Records contained in a dataset
//! Node and distributor status snapshots
//!
//! These are the read-only views the scheduler ranks on and the status
//! endpoint serves. Everything here is wire-visible and serializes with
//! camelCase names.

use std::fmt;
use std::str::FromStr;

use chrono::{DateTime, Utc};
use serde::{Deserialize, Serialize};
use uuid::Uuid;

use super::capabilities::Capabilities;
use super::slot::{SlotState, SlotStatus};

/// Unique identifier of a node
#[derive(Debug, Clone, Copy, PartialEq, Eq, Hash, Serialize, Deserialize)]
#[serde(transparent)]
pub struct NodeId(Uuid);

impl NodeId {
    pub fn new() -> Self {
        Self(Uuid::new_v4())
    }
}

impl Default for NodeId {
    fn default() -> Self {
        Self::new()
    }
}

impl fmt::Display for NodeId {
    fn fmt(&self, f: &mut fmt::Formatter<'_>) -> fmt::Result {
        self.0.fmt(f)
    }
}

impl FromStr for NodeId {
    type Err = uuid::Error;

    fn from_str(s: &str) -> Result<Self, Self::Err> {
        Uuid::parse_str(s).map(Self)
    }
}

/// Admissible-for-scheduling flag of a node
#[derive(Debug, Clone, Copy, PartialEq, Eq, Serialize, Deserialize)]
#[serde(rename_all = "UPPERCASE")]
pub enum Availability {
    Up,
    Down,
    Draining,
}

impl fmt::Display for Availability {
    fn fmt(&self, f: &mut fmt::Formatter<'_>) -> fmt::Result {
        match self {
            Availability::Up => write!(f, "UP"),
            Availability::Down => write!(f, "DOWN"),
            Availability::Draining => write!(f, "DRAINING"),
        }
    }
}

/// Snapshot of one node's slots and availability
#[derive(Debug, Clone, Serialize, Deserialize)]
pub struct NodeStatus {
    #[serde(rename = "nodeId")]
    pub node_id: NodeId,

    /// Externally reachable address of the node
    pub uri: String,

    pub availability: Availability,

    /// Monotonic: once set it never resets
    pub draining: bool,

    /// Upper bound on concurrently occupied slots
    #[serde(rename = "maxSessionCount")]
    pub max_session_count: usize,

    pub slots: Vec<SlotStatus>,
}

impl NodeStatus {
    /// Slots currently serving or starting a session
    pub fn active_slot_count(&self) -> usize {
        self.slots
            .iter()
            .filter(|s| s.state != SlotState::Free)
            .count()
    }

    pub fn free_slot_count(&self) -> usize {
        self.slots.iter().filter(|s| s.is_free()).count()
    }

    /// Advertised capacity: free slots when up and not draining, else zero.
    /// The max-session cap bounds it.
    pub fn capacity(&self) -> usize {
        if self.availability != Availability::Up || self.draining {
            return 0;
        }
        let headroom = self
            .max_session_count
            .saturating_sub(self.active_slot_count());
        self.free_slot_count().min(headroom)
    }

    pub fn has_capacity(&self) -> bool {
        self.capacity() > 0
    }

    /// Free slots whose stereotype satisfies `requested`
    pub fn matching_free_slots(&self, requested: &Capabilities) -> usize {
        self.slots
            .iter()
            .filter(|s| s.is_free() && s.stereotype.matches(requested))
            .count()
    }

    /// Does any slot, regardless of state, advertise a stereotype that
    /// satisfies `requested`?
    pub fn supports(&self, requested: &Capabilities) -> bool {
        self.slots.iter().any(|s| s.stereotype.matches(requested))
    }

    /// Number of distinct stereotypes this node advertises
    pub fn stereotype_count(&self) -> usize {
        let mut seen: Vec<&Capabilities> = Vec::new();
        for slot in &self.slots {
            if !seen.contains(&&slot.stereotype) {
                seen.push(&slot.stereotype);
            }
        }
        seen.len()
    }

    /// Earliest last-started instant across the node's slots; a never-used
    /// slot counts as the epoch.
    pub fn least_recently_started(&self) -> DateTime<Utc> {
        self.slots
            .iter()
            .map(|s| s.last_started.unwrap_or(DateTime::UNIX_EPOCH))
            .min()
            .unwrap_or(DateTime::UNIX_EPOCH)
    }
}

/// Aggregated snapshot served by the status endpoint
#[derive(Debug, Clone, Serialize, Deserialize)]
pub struct DistributorStatus {
    pub nodes: Vec<NodeStatus>,

    #[serde(rename = "hasCapacity")]
    pub has_capacity: bool,
}
//! Session map
//!
//! Authoritative registry of live session-id → session descriptor. Nodes
//! announce `SessionClosed` on the bus and the map removes the entry; the
//! distributor only writes on successful placement and reads for status
//! queries.

use std::sync::Arc;

use dashmap::DashMap;
use thiserror::Error;
use tokio::sync::broadcast::error::RecvError;
use tracing::debug;

use crate::data::{NodeId, Session, SessionId};
use crate::events::{EventBus, GridEvent};

#[derive(Debug, Clone, PartialEq, Eq, Error)]
pub enum SessionMapError {
    #[error("session {0} not found")]
    NotFound(SessionId),

    #[error("session {0} already exists")]
    Duplicate(SessionId),
}

pub struct SessionMap {
    sessions: DashMap<SessionId, Session>,
}

impl SessionMap {
    /// Create a map that removes sessions when their node announces
    /// `SessionClosed`.
    pub fn new(bus: Arc<dyn EventBus>) -> Arc<Self> {
        let map = Arc::new(Self {
            sessions: DashMap::new(),
        });

        let mut rx = bus.subscribe();
        let weak = Arc::downgrade(&map);
        tokio::spawn(async move {
            loop {
                match rx.recv().await {
                    Ok(GridEvent::SessionClosed { session_id, .. }) => {
                        let Some(map) = weak.upgrade() else { break };
                        if map.sessions.remove(&session_id).is_some() {
                            debug!(%session_id, "session closed, removed from session map");
                        }
                    }
                    Ok(_) => {}
                    Err(RecvError::Lagged(skipped)) => {
                        debug!(skipped, "session map lagged behind the event bus");
                    }
                    Err(RecvError::Closed) => break,
                }
            }
        });

        map
    }

    /// Register a session. No two sessions may share an id.
    pub fn add(&self, session: Session) -> Result<(), SessionMapError> {
        use dashmap::mapref::entry::Entry;

        let id = session.id;
        match self.sessions.entry(id) {
            Entry::Occupied(_) => Err(SessionMapError::Duplicate(id)),
            Entry::Vacant(entry) => {
                entry.insert(session);
                Ok(())
            }
        }
    }

    pub fn get(&self, id: SessionId) -> Result<Session, SessionMapError> {
        self.sessions
            .get(&id)
            .map(|entry| entry.clone())
            .ok_or(SessionMapError::NotFound(id))
    }

    pub fn remove(&self, id: SessionId) -> Result<Session, SessionMapError> {
        self.sessions
            .remove(&id)
            .map(|(_, session)| session)
            .ok_or(SessionMapError::NotFound(id))
    }

    /// Sessions owned by one node. Used when a node is forcibly removed,
    /// to report what was left behind.
    pub fn owned_by(&self, node_id: NodeId) -> Vec<Session> {
        self.sessions
            .iter()
            .filter(|entry| entry.node_id == node_id)
            .map(|entry| entry.clone())
            .collect()
    }

    pub fn len(&self) -> usize {
        self.sessions.len()
    }

    pub fn is_empty(&self) -> bool {
        self.sessions.is_empty()
    }
}

#[cfg(test)]
mod tests {
    use super::*;
    use crate::data::Capabilities;
    use crate::events::LocalEventBus;
    use chrono::Utc;
    use std::time::Duration;

    fn session(node_id: NodeId) -> Session {
        Session {
            id: SessionId::new(),
            node_id,
            stereotype: Capabilities::new().with("browserName", "chrome"),
            capabilities: Capabilities::new().with("browserName", "chrome"),
            started_at: Utc::now(),
            uri: "http://node.example:5555".to_string(),
        }
    }

    #[tokio::test]
    async fn test_add_get_remove() {
        let map = SessionMap::new(LocalEventBus::new());
        let s = session(NodeId::new());
        let id = s.id;

        map.add(s).unwrap();
        assert_eq!(map.get(id).unwrap().id, id);

        map.remove(id).unwrap();
        assert!(matches!(
            map.get(id),
            Err(SessionMapError::NotFound(missing)) if missing == id
        ));
    }

    #[tokio::test]
    async fn test_duplicate_ids_rejected() {
        let map = SessionMap::new(LocalEventBus::new());
        let s = session(NodeId::new());
        let id = s.id;

        map.add(s.clone()).unwrap();
        assert!(matches!(
            map.add(s),
            Err(SessionMapError::Duplicate(existing)) if existing == id
        ));
    }

    #[tokio::test]
    async fn test_session_closed_event_removes_entry() {
        let bus = LocalEventBus::new();
        let map = SessionMap::new(bus.clone());

        let node_id = NodeId::new();
        let s = session(node_id);
        let id = s.id;
        map.add(s).unwrap();

        bus.fire(GridEvent::SessionClosed {
            session_id: id,
            node_id,
        });

        // The listener runs on its own task; give it a beat.
        for _ in 0..50 {
            if map.is_empty() {
                return;
            }
            tokio::time::sleep(Duration::from_millis(10)).await;
        }
        panic!("session {id} was not removed after SessionClosed");
    }

    #[tokio::test]
    async fn test_owned_by_filters_by_node() {
        let map = SessionMap::new(LocalEventBus::new());
        let node_a = NodeId::new();
        let node_b = NodeId::new();

        map.add(session(node_a)).unwrap();
        map.add(session(node_a)).unwrap();
        map.add(session(node_b)).unwrap();

        assert_eq!(map.owned_by(node_a).len(), 2);
        assert_eq!(map.owned_by(node_b).len(), 1);
    }
}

_Aim of the exercise_
Please give an exact copy of the lines above, beginning with the line containing "pub fn new()" and running through the line containing "pub struct NodeStatus", and of no other lines.

_Exercise result_
    pub fn new() -> Self {
        Self(Uuid::new_v4())
    }
}

impl Default for NodeId {
    fn default() -> Self {
        Self::new()
    }
}

impl fmt::Display for NodeId {
    fn fmt(&self, f: &mut fmt::Formatter<'_>) -> fmt::Result {
        self.0.fmt(f)
    }
}

impl FromStr for NodeId {
    type Err = uuid::Error;

    fn from_str(s: &str) -> Result<Self, Self::Err> {
        Uuid::parse_str(s).map(Self)
    }
}

/// Admissible-for-scheduling flag of a node
#[derive(Debug, Clone, Copy, PartialEq, Eq, Serialize, Deserialize)]
#[serde(rename_all = "UPPERCASE")]
pub enum Availability {
    Up,
    Down,
    Draining,
}

impl fmt::Display for Availability {
    fn fmt(&self, f: &mut fmt::Formatter<'_>) -> fmt::Result {
        match self {
            Availability::Up => write!(f, "UP"),
            Availability::Down => write!(f, "DOWN"),
            Availability::Draining => write!(f, "DRAINING"),
        }
    }
}

/// Snapshot of one node's slots and availability
#[derive(Debug, Clone, Serialize, Deserialize)]
pub struct NodeStatus {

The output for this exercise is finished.